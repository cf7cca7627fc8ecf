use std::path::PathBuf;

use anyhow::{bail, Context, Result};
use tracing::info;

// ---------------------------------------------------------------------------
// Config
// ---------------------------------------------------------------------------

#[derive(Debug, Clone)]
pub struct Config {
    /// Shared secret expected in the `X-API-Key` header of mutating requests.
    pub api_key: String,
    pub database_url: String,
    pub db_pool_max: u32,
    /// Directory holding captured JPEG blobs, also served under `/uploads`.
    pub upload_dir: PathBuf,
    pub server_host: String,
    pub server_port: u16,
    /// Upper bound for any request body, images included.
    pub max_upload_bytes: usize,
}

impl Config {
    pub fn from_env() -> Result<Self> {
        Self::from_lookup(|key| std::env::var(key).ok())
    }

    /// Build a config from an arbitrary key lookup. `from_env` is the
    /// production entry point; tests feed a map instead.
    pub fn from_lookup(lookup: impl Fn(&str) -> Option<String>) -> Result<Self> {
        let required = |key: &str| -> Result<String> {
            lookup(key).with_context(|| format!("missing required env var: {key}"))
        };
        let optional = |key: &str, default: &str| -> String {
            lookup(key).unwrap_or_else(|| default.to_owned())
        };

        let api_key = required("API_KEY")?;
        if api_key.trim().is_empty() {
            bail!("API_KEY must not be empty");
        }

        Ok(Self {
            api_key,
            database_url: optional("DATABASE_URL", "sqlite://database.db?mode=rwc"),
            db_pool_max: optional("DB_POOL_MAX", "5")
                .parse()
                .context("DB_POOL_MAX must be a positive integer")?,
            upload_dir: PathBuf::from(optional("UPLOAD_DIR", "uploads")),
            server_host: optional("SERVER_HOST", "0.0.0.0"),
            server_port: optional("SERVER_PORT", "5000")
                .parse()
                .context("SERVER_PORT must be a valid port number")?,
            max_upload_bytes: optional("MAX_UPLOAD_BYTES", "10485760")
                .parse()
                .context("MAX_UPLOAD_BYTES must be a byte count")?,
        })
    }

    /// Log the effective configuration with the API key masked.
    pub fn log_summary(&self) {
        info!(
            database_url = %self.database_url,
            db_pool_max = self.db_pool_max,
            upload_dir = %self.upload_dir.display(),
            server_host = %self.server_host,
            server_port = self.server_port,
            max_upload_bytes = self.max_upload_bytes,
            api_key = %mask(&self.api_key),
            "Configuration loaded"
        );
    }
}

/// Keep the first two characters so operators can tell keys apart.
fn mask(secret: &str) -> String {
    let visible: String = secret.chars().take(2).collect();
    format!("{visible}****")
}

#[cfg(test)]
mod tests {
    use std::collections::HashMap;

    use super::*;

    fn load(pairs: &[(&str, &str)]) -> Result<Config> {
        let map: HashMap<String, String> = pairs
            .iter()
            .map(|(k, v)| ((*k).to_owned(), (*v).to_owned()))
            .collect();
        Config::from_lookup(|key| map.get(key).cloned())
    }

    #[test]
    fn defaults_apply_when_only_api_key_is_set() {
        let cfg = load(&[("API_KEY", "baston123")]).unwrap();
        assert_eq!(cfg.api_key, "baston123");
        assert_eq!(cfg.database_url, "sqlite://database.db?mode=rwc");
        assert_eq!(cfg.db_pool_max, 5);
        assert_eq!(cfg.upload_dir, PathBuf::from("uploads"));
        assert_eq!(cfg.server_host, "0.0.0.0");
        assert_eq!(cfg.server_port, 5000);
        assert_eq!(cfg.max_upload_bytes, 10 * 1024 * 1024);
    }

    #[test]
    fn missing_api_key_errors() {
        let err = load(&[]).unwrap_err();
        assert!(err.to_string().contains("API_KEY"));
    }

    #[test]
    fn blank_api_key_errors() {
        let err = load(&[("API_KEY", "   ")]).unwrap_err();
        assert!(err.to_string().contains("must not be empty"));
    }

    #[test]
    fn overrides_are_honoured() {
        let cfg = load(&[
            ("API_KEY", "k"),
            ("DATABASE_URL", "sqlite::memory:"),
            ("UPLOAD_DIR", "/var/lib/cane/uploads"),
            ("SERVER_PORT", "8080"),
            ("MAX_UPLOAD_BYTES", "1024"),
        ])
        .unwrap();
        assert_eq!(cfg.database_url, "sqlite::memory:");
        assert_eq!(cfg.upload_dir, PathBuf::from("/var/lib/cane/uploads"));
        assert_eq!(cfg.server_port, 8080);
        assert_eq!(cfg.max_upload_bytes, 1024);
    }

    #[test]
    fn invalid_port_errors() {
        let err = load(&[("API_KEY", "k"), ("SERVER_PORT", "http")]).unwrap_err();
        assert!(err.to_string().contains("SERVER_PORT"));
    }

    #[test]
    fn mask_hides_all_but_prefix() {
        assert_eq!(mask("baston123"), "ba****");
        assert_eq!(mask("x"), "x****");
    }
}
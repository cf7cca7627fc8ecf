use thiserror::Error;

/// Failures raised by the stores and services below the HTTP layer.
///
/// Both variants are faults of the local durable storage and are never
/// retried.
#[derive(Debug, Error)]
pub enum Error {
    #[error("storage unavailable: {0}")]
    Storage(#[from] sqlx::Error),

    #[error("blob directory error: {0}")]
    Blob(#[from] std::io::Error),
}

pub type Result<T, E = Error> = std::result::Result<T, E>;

• • • •

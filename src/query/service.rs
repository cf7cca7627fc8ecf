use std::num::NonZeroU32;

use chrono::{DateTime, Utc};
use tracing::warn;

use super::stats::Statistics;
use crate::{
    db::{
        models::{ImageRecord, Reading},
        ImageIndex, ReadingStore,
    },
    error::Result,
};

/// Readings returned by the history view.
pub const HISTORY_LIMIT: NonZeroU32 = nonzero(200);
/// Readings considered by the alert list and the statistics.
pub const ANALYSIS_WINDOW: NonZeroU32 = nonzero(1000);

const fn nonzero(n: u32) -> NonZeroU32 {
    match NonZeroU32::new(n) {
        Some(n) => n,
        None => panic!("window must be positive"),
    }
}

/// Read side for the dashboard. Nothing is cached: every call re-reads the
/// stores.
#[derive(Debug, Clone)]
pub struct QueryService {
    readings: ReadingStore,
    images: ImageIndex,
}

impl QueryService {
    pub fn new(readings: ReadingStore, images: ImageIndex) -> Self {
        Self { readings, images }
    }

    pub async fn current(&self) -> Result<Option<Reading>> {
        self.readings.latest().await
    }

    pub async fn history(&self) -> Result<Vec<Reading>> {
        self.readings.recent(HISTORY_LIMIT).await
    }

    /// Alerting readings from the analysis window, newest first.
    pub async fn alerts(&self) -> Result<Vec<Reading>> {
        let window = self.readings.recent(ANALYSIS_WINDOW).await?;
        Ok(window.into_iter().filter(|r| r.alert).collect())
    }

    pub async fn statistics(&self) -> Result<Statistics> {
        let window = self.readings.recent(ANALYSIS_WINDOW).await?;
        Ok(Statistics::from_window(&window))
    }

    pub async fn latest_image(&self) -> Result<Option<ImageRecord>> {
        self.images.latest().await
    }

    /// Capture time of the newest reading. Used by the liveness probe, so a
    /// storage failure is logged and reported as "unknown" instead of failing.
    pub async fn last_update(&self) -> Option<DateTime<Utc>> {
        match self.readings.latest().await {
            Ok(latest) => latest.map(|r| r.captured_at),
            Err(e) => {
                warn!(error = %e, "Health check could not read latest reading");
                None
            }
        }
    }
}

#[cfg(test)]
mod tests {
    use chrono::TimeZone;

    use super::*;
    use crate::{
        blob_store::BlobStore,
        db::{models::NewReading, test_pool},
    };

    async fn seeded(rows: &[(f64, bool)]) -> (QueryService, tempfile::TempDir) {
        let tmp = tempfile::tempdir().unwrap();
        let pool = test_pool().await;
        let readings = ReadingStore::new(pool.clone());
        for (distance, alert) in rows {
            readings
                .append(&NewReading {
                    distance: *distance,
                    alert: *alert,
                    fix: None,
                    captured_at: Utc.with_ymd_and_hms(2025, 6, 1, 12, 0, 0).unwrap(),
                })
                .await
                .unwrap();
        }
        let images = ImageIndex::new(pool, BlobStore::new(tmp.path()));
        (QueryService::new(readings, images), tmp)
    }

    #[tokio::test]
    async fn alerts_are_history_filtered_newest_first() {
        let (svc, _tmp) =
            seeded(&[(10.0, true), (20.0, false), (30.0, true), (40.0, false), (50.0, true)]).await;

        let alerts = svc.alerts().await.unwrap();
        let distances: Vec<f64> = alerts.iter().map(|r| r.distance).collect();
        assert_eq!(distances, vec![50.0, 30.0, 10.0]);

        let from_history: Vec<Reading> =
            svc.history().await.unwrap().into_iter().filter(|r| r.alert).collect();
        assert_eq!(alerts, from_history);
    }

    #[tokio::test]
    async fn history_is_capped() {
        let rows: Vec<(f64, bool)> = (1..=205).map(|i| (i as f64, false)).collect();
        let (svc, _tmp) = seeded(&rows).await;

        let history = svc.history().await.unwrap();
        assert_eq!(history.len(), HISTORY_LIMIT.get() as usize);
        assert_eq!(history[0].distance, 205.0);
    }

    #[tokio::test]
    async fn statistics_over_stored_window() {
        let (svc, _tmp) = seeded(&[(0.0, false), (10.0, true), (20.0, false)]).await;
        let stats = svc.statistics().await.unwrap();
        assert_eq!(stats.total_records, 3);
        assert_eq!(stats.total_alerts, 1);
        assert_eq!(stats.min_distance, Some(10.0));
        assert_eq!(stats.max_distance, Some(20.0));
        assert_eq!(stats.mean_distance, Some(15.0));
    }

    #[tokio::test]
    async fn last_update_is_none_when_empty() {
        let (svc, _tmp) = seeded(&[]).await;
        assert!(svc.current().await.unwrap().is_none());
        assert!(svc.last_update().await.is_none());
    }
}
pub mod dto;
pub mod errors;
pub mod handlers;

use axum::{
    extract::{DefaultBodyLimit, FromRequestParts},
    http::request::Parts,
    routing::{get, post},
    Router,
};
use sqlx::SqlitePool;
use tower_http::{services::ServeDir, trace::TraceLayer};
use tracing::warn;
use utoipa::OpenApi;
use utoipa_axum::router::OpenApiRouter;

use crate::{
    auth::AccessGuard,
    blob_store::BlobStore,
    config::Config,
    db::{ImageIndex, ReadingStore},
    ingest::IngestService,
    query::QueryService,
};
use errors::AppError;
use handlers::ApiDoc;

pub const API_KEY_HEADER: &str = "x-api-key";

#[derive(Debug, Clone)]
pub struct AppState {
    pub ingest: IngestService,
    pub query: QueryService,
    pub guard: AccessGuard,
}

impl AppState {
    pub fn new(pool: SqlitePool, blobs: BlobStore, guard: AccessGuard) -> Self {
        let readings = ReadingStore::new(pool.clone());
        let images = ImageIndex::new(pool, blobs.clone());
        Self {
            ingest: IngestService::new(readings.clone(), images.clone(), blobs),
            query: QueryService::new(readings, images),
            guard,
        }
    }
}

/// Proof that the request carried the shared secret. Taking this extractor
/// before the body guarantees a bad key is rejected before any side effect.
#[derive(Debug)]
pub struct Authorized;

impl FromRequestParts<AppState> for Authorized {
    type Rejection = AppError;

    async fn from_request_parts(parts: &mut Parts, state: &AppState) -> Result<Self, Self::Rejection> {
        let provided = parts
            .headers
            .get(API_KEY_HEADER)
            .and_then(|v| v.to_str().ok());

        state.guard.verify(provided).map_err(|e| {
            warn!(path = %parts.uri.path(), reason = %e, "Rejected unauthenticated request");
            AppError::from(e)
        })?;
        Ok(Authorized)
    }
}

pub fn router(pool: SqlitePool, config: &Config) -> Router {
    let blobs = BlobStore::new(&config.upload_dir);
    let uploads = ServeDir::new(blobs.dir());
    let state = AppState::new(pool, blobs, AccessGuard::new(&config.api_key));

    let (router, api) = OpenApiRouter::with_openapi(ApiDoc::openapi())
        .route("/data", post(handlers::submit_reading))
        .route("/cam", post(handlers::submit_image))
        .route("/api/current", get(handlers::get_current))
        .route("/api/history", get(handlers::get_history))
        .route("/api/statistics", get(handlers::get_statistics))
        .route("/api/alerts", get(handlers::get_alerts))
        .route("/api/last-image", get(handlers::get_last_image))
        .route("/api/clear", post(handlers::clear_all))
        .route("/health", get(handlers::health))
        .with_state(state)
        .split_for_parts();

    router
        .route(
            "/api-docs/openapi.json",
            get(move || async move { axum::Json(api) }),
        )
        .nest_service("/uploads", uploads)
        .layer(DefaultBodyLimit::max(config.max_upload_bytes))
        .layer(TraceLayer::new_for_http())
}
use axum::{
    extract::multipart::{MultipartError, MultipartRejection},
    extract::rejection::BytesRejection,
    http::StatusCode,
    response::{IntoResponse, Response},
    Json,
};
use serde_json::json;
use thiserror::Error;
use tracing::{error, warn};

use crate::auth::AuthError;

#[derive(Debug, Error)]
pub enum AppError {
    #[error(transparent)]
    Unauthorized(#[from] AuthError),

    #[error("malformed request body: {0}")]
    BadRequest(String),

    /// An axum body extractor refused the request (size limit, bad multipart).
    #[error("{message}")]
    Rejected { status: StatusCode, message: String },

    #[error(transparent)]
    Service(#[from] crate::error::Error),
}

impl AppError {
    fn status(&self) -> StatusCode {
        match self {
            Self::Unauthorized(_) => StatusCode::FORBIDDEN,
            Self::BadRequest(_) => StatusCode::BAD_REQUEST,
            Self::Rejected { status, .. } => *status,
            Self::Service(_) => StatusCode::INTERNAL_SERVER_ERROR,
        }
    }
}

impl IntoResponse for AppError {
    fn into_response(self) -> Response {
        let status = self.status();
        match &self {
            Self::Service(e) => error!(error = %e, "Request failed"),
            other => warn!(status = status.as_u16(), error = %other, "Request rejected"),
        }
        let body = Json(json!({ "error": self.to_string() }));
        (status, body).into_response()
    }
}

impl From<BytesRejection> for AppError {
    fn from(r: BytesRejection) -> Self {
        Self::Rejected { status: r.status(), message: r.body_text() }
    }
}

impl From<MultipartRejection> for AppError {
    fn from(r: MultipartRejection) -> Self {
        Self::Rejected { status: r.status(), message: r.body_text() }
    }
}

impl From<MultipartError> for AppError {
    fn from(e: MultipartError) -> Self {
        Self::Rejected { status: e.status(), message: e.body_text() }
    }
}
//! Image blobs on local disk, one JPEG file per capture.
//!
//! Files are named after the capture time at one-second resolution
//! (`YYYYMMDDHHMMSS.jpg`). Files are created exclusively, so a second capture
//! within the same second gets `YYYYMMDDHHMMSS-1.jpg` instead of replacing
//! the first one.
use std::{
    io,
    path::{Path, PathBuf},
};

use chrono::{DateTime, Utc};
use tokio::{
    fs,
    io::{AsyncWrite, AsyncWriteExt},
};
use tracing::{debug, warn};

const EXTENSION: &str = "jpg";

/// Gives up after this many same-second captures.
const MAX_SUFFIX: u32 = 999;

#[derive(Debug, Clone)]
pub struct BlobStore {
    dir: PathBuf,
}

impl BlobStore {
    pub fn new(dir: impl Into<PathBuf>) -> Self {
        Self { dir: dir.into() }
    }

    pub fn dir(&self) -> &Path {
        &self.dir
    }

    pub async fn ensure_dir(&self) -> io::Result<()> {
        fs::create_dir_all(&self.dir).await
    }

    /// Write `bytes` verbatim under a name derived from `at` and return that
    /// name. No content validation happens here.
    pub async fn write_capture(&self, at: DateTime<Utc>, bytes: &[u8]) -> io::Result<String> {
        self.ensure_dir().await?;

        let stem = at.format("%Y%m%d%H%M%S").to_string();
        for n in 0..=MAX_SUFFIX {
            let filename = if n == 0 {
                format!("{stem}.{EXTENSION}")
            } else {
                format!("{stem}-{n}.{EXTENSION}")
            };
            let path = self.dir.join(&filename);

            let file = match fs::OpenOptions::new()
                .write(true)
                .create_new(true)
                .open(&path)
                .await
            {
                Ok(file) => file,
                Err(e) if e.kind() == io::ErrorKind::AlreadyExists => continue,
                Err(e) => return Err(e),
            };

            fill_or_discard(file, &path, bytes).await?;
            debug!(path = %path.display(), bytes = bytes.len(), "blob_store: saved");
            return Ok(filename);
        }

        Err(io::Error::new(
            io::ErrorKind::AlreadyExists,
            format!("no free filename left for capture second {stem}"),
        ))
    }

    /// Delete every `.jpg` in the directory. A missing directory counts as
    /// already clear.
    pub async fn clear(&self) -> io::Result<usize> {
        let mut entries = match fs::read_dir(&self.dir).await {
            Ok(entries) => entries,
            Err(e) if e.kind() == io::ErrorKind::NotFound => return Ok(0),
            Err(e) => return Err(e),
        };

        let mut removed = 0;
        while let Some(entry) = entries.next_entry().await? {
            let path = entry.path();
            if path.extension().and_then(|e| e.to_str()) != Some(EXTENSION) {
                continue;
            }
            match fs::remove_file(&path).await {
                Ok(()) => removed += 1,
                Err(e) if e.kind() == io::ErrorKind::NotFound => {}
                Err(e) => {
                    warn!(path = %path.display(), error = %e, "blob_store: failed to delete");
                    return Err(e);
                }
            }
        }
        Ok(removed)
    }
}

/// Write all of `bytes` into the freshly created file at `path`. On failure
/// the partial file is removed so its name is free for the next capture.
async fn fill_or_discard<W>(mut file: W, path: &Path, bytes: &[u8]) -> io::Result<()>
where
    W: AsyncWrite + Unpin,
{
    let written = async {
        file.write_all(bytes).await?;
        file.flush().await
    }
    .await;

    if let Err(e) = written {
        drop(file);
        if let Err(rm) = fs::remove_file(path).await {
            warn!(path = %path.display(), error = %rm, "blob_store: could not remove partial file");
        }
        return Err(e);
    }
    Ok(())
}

• • • •

> **About this task**
Once the line with "let path = entry.path();" is found in the records above, print exactly that line and every line after it through the line with "if let Err(e)".

> **Result for this task**
            let path = entry.path();
            if path.extension().and_then(|e| e.to_str()) != Some(EXTENSION) {
                continue;
            }
            match fs::remove_file(&path).await {
                Ok(()) => removed += 1,
                Err(e) if e.kind() == io::ErrorKind::NotFound => {}
                Err(e) => {
                    warn!(path = %path.display(), error = %e, "blob_store: failed to delete");
                    return Err(e);
                }
            }
        }
        Ok(removed)
    }
}

/// Write all of `bytes` into the freshly created file at `path`. On failure
/// the partial file is removed so its name is free for the next capture.
async fn fill_or_discard<W>(mut file: W, path: &Path, bytes: &[u8]) -> io::Result<()>
where
    W: AsyncWrite + Unpin,
{
    let written = async {
        file.write_all(bytes).await?;
        file.flush().await
    }
    .await;

    if let Err(e) = written {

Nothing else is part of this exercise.